Stored items:
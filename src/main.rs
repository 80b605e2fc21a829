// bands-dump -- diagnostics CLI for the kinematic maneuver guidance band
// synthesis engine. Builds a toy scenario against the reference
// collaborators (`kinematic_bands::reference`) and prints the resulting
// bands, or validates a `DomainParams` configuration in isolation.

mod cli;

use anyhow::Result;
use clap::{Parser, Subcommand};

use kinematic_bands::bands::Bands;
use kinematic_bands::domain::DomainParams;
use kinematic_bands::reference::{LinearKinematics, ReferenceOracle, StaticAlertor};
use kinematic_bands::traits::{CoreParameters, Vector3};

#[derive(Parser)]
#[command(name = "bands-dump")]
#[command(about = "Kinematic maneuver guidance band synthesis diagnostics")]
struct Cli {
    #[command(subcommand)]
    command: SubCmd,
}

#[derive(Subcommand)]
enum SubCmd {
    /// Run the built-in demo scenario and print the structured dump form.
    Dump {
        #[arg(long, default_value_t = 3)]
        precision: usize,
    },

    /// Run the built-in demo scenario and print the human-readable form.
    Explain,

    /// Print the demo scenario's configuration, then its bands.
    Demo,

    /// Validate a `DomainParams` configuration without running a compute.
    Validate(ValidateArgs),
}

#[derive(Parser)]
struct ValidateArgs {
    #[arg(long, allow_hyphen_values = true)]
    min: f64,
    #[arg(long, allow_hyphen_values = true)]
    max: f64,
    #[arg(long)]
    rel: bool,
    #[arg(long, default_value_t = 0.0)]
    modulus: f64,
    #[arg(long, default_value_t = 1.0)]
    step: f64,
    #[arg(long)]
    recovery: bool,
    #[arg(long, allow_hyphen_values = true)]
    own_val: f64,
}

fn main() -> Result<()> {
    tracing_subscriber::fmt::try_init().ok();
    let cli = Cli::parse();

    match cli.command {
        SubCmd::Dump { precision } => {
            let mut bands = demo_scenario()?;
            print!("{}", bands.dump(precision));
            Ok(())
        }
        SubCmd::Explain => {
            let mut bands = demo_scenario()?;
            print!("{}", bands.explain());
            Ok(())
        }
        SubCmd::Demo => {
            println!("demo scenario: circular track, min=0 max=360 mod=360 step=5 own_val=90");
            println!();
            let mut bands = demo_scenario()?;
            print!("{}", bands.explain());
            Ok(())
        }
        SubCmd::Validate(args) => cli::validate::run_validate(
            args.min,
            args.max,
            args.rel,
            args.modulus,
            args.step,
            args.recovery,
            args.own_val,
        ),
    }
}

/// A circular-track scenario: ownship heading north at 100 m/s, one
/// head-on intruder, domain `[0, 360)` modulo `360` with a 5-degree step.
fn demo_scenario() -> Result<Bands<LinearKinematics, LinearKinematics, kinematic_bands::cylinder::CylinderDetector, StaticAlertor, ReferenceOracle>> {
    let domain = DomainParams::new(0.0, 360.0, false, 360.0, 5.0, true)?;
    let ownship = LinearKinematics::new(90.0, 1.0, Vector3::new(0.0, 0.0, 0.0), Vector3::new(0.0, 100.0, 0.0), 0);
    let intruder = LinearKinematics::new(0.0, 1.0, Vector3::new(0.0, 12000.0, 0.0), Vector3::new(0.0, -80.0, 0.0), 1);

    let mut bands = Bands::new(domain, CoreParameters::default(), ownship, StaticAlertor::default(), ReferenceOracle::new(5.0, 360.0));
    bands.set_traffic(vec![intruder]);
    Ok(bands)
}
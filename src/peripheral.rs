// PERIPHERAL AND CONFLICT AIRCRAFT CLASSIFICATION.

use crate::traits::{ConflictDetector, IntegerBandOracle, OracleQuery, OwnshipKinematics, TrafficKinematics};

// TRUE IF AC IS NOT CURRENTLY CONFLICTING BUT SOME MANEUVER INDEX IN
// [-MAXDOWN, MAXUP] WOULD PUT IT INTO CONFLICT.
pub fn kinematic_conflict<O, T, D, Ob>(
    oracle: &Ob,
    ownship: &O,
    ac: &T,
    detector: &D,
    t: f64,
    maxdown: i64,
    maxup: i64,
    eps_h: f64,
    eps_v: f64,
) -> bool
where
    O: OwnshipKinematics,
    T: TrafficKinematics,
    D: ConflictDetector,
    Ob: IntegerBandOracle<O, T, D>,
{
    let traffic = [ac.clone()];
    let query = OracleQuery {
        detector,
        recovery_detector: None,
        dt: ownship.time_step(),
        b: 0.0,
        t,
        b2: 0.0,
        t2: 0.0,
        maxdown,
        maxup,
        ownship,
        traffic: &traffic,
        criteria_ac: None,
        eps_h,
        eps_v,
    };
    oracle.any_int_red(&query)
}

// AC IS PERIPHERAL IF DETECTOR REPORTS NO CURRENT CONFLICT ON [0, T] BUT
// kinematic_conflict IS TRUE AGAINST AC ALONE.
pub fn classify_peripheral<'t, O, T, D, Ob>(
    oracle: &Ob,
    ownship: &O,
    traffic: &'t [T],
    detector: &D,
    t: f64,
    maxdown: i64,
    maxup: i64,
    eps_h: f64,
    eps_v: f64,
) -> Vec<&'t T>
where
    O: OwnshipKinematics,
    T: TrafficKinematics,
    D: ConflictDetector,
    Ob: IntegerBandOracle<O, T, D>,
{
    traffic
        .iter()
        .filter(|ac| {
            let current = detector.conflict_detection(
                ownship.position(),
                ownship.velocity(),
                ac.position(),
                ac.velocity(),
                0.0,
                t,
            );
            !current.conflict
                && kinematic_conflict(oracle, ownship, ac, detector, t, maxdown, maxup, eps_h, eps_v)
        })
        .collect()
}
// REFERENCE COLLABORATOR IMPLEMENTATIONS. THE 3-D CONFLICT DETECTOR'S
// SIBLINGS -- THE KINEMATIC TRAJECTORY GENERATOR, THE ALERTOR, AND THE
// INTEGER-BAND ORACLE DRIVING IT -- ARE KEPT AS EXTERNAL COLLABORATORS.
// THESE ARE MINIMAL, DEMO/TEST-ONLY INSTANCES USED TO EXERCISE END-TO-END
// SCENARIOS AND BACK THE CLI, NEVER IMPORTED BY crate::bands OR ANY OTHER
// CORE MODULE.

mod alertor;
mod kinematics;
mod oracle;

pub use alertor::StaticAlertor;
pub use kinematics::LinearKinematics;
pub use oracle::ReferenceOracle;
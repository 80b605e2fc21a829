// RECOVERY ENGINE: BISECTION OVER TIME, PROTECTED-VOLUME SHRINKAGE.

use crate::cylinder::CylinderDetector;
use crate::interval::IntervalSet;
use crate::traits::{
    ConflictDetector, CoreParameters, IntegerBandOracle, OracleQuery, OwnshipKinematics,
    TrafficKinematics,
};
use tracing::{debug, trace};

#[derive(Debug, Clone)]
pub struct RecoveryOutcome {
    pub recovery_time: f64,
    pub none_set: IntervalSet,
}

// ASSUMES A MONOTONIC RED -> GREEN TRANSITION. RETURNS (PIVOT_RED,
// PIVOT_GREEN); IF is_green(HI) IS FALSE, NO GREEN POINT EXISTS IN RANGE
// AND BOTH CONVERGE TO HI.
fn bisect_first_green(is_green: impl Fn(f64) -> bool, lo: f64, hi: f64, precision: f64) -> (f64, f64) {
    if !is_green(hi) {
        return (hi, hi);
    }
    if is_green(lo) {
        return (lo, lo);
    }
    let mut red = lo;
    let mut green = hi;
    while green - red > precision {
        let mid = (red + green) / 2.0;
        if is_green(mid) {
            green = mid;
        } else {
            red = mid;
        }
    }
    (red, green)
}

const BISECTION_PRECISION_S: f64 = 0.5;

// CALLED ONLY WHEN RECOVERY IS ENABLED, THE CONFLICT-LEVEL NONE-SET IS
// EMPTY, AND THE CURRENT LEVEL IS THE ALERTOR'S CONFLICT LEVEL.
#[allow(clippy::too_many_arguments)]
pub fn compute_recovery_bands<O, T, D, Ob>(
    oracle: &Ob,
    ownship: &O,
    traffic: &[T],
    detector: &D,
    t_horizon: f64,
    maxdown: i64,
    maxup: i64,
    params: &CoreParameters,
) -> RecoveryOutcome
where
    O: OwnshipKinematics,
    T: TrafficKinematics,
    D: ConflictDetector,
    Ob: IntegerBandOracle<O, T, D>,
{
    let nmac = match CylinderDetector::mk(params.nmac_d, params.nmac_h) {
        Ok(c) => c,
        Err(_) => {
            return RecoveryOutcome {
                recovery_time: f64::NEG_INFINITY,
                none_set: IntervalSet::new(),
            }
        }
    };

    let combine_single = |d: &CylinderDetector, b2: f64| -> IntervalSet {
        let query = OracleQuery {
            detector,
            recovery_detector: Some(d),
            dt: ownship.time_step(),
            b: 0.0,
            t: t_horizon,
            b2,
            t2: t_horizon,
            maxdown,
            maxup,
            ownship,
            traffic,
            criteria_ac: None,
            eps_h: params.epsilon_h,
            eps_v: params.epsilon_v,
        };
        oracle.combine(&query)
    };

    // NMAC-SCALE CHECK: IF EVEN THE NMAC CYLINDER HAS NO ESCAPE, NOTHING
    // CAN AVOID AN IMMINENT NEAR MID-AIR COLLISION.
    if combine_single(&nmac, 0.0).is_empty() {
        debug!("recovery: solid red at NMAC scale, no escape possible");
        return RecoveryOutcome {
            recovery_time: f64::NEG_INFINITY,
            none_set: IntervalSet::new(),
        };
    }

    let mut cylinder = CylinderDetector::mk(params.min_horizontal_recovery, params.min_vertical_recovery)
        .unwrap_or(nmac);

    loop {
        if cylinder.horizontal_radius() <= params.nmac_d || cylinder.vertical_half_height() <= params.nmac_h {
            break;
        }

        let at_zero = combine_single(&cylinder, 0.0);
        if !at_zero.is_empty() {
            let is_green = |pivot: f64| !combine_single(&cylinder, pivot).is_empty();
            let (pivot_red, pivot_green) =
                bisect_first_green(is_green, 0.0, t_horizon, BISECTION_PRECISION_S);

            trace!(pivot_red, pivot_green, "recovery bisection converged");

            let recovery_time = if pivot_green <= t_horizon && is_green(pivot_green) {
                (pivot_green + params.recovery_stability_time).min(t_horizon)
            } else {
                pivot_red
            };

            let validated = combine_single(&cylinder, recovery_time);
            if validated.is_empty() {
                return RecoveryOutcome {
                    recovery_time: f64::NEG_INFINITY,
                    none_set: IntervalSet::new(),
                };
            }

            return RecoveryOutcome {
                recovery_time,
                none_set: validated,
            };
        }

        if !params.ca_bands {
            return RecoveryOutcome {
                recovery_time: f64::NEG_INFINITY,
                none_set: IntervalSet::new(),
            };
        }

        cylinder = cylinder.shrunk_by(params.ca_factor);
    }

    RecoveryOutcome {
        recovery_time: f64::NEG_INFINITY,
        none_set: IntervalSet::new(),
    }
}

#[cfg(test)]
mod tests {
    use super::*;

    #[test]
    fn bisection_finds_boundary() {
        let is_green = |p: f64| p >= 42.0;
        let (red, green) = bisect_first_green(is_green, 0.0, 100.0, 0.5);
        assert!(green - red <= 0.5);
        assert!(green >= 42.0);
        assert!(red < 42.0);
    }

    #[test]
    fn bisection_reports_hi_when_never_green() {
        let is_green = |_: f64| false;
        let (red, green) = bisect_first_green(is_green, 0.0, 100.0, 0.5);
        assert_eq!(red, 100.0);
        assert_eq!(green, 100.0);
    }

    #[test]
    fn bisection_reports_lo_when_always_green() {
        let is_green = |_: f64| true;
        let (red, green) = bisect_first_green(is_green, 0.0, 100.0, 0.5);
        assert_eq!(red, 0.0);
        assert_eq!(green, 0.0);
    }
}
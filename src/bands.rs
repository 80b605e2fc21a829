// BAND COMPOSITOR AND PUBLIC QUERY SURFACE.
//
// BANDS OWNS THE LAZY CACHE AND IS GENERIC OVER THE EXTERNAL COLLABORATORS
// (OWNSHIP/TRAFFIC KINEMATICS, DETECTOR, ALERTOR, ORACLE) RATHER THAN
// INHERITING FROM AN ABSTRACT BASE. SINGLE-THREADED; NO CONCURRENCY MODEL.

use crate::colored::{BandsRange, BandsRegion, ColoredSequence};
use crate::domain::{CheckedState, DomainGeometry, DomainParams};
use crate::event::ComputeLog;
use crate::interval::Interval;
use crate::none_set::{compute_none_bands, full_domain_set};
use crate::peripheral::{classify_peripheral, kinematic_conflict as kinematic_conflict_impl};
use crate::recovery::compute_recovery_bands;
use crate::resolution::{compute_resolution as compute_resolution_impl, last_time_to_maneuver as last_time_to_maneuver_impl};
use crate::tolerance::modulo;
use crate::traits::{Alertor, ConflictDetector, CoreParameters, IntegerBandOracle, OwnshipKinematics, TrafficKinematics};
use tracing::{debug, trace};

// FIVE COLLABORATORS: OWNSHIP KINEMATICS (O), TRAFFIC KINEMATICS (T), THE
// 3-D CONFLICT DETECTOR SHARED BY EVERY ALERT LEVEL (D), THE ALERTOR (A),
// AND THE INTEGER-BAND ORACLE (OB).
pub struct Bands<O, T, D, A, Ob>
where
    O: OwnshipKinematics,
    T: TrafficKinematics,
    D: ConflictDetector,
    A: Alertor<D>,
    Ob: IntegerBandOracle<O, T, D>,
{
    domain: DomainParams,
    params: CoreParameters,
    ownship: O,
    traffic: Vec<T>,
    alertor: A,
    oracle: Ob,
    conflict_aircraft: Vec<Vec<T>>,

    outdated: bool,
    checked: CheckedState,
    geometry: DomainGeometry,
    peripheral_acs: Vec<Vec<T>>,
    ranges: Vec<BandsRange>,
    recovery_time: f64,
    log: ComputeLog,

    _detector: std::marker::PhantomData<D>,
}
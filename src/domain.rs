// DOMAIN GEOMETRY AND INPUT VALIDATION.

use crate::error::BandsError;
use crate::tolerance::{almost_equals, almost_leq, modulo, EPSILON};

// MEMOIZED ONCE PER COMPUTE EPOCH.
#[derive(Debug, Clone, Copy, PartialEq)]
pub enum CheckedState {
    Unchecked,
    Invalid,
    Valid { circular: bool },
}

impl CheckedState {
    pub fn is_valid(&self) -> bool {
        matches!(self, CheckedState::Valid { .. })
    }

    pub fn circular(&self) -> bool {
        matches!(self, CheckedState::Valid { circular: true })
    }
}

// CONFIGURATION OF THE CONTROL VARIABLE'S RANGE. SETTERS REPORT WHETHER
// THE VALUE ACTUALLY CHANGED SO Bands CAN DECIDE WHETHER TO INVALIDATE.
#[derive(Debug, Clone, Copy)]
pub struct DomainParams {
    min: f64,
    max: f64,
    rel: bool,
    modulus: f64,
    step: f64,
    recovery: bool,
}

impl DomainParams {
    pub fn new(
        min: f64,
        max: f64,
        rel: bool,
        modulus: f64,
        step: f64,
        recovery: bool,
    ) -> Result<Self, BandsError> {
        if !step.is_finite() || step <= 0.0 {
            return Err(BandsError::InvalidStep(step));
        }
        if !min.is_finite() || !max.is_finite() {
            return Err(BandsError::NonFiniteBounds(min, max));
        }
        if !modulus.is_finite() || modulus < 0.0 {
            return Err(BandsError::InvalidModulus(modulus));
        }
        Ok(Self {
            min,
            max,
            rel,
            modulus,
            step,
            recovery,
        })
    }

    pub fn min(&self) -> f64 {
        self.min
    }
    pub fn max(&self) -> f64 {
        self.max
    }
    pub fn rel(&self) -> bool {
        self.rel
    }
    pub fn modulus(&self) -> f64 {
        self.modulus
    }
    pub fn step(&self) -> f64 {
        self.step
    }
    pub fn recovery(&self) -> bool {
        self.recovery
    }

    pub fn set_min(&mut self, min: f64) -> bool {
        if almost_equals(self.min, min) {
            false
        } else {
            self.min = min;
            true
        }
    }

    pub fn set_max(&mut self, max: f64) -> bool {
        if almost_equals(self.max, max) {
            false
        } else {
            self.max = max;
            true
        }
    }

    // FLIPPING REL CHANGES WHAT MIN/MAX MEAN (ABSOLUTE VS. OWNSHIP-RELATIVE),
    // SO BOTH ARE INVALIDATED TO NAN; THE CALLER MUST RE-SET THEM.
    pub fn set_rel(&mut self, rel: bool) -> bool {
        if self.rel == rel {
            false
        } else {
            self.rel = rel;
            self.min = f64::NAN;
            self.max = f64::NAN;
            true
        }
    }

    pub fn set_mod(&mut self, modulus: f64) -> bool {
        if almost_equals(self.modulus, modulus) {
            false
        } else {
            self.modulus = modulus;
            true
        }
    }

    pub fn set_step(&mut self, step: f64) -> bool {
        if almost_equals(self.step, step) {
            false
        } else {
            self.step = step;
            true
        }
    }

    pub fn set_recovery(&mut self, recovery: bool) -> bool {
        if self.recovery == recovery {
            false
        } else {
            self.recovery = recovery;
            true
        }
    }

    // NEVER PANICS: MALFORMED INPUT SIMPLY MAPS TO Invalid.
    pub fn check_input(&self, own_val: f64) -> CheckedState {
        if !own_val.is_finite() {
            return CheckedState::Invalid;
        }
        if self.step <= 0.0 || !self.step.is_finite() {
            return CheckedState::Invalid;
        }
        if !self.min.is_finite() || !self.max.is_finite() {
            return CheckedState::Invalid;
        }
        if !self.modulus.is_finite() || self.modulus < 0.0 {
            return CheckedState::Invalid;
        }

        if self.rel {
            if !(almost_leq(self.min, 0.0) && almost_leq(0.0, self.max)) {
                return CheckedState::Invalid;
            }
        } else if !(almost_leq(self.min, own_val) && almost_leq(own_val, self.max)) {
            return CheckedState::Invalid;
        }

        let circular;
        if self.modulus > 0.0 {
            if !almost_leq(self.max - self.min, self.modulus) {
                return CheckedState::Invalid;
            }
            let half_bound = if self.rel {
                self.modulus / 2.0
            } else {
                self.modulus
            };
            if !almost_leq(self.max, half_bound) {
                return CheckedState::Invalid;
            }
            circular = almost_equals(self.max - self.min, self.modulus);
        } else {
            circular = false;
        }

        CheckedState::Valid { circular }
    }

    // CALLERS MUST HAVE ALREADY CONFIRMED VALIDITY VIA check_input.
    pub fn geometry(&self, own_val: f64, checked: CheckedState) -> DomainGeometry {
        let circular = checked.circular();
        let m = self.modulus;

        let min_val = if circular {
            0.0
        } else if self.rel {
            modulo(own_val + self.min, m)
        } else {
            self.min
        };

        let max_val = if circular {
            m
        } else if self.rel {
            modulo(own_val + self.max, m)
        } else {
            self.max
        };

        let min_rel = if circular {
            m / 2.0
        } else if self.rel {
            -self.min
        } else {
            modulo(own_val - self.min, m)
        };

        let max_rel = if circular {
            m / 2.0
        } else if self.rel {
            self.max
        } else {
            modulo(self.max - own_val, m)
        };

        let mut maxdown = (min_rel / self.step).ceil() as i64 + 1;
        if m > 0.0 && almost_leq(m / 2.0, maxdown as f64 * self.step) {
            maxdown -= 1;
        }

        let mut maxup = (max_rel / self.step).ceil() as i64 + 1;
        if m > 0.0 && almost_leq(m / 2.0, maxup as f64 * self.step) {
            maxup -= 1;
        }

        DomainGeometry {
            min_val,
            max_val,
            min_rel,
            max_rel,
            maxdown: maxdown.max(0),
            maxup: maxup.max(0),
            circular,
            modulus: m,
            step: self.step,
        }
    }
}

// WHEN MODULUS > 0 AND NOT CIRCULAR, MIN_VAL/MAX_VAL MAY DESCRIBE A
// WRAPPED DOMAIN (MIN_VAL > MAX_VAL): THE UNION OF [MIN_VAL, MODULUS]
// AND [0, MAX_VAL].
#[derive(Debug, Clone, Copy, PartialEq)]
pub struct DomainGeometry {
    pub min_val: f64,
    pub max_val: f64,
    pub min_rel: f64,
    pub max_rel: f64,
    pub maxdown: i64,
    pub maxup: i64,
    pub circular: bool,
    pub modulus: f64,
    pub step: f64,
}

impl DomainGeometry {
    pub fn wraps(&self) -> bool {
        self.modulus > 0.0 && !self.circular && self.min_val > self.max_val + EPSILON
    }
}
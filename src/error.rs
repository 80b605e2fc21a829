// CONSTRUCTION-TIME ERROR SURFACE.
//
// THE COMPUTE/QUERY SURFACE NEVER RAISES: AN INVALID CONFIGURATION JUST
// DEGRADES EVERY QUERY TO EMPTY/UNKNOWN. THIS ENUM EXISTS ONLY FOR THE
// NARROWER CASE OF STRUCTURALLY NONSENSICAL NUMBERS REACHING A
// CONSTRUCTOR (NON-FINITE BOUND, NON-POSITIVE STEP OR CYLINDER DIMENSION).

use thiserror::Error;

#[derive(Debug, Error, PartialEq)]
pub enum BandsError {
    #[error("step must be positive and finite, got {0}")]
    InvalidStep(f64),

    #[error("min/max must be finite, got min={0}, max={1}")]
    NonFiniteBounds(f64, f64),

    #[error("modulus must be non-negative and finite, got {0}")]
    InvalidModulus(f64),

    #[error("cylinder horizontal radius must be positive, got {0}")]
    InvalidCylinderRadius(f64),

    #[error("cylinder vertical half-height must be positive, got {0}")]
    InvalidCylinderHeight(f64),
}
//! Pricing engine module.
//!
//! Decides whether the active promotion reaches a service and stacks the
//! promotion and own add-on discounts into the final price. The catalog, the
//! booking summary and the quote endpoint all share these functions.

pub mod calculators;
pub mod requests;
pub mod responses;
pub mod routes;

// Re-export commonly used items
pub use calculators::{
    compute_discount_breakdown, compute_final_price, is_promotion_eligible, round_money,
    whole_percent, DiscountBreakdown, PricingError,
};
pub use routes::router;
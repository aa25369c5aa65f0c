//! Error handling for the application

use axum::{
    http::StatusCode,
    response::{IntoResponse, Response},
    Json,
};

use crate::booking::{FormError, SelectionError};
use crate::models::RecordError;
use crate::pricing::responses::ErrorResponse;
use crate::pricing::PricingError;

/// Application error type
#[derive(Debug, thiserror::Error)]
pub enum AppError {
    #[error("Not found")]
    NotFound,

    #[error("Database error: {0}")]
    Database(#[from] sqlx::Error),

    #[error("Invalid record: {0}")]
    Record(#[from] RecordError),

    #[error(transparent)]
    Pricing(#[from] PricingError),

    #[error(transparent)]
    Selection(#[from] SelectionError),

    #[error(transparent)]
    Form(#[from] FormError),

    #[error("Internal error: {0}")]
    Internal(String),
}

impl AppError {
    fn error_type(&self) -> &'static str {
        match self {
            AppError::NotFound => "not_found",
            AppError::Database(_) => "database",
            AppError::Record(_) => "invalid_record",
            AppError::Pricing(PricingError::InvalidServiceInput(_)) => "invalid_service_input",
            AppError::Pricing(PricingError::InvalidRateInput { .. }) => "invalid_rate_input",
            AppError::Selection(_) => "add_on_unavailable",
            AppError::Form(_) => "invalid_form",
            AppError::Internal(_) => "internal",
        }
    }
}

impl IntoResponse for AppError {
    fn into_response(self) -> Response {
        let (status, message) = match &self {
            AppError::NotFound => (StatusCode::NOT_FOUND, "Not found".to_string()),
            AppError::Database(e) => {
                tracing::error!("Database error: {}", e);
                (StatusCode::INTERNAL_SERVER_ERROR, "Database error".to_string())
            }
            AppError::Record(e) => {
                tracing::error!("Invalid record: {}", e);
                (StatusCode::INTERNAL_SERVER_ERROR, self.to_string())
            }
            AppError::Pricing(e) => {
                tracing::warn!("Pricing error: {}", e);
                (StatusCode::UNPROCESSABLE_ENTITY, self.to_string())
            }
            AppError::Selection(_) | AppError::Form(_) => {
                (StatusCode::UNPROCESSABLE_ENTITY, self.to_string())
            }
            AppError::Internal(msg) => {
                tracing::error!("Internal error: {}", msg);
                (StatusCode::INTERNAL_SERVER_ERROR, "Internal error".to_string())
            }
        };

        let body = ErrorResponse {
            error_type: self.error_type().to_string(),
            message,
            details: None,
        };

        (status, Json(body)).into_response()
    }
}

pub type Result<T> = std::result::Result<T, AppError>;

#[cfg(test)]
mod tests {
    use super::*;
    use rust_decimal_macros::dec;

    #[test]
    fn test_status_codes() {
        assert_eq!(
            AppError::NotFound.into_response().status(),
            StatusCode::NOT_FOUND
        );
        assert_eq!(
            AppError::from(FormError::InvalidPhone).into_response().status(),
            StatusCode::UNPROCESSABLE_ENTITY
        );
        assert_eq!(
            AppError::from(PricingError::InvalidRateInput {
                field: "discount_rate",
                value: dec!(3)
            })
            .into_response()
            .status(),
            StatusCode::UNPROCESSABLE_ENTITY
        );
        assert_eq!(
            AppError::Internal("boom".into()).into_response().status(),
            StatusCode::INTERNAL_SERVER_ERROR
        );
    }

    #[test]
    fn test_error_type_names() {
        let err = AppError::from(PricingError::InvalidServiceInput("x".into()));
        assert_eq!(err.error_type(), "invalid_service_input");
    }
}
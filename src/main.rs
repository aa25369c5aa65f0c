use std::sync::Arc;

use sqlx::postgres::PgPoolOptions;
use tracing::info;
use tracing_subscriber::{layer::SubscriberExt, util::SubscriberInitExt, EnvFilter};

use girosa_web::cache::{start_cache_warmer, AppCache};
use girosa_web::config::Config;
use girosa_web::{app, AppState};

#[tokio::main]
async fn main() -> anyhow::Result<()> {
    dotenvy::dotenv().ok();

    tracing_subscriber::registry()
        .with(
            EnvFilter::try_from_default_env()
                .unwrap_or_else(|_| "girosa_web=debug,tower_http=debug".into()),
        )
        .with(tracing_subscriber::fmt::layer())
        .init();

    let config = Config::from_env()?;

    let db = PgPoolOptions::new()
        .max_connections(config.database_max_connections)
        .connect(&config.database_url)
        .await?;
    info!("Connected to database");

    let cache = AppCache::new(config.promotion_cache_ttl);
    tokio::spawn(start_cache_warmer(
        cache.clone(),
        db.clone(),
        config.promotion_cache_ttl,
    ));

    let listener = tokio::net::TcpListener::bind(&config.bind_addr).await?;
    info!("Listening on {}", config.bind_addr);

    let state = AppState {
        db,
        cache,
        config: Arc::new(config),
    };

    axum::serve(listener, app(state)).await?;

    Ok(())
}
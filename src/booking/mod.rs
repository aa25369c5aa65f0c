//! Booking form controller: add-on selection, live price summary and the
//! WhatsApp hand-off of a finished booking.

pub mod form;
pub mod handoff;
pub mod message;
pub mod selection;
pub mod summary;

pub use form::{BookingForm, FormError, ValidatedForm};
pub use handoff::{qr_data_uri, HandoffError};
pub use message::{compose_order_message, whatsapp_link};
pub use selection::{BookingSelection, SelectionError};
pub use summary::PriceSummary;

Your objective:
Will you return exactly the lines above from the one with "EnvFilter::try_from_default_env()" down to the one with "let config = Config::from_env()?;", counting both as part of the range?

Answer space:
            EnvFilter::try_from_default_env()
                .unwrap_or_else(|_| "girosa_web=debug,tower_http=debug".into()),
        )
        .with(tracing_subscriber::fmt::layer())
        .init();

    let config = Config::from_env()?;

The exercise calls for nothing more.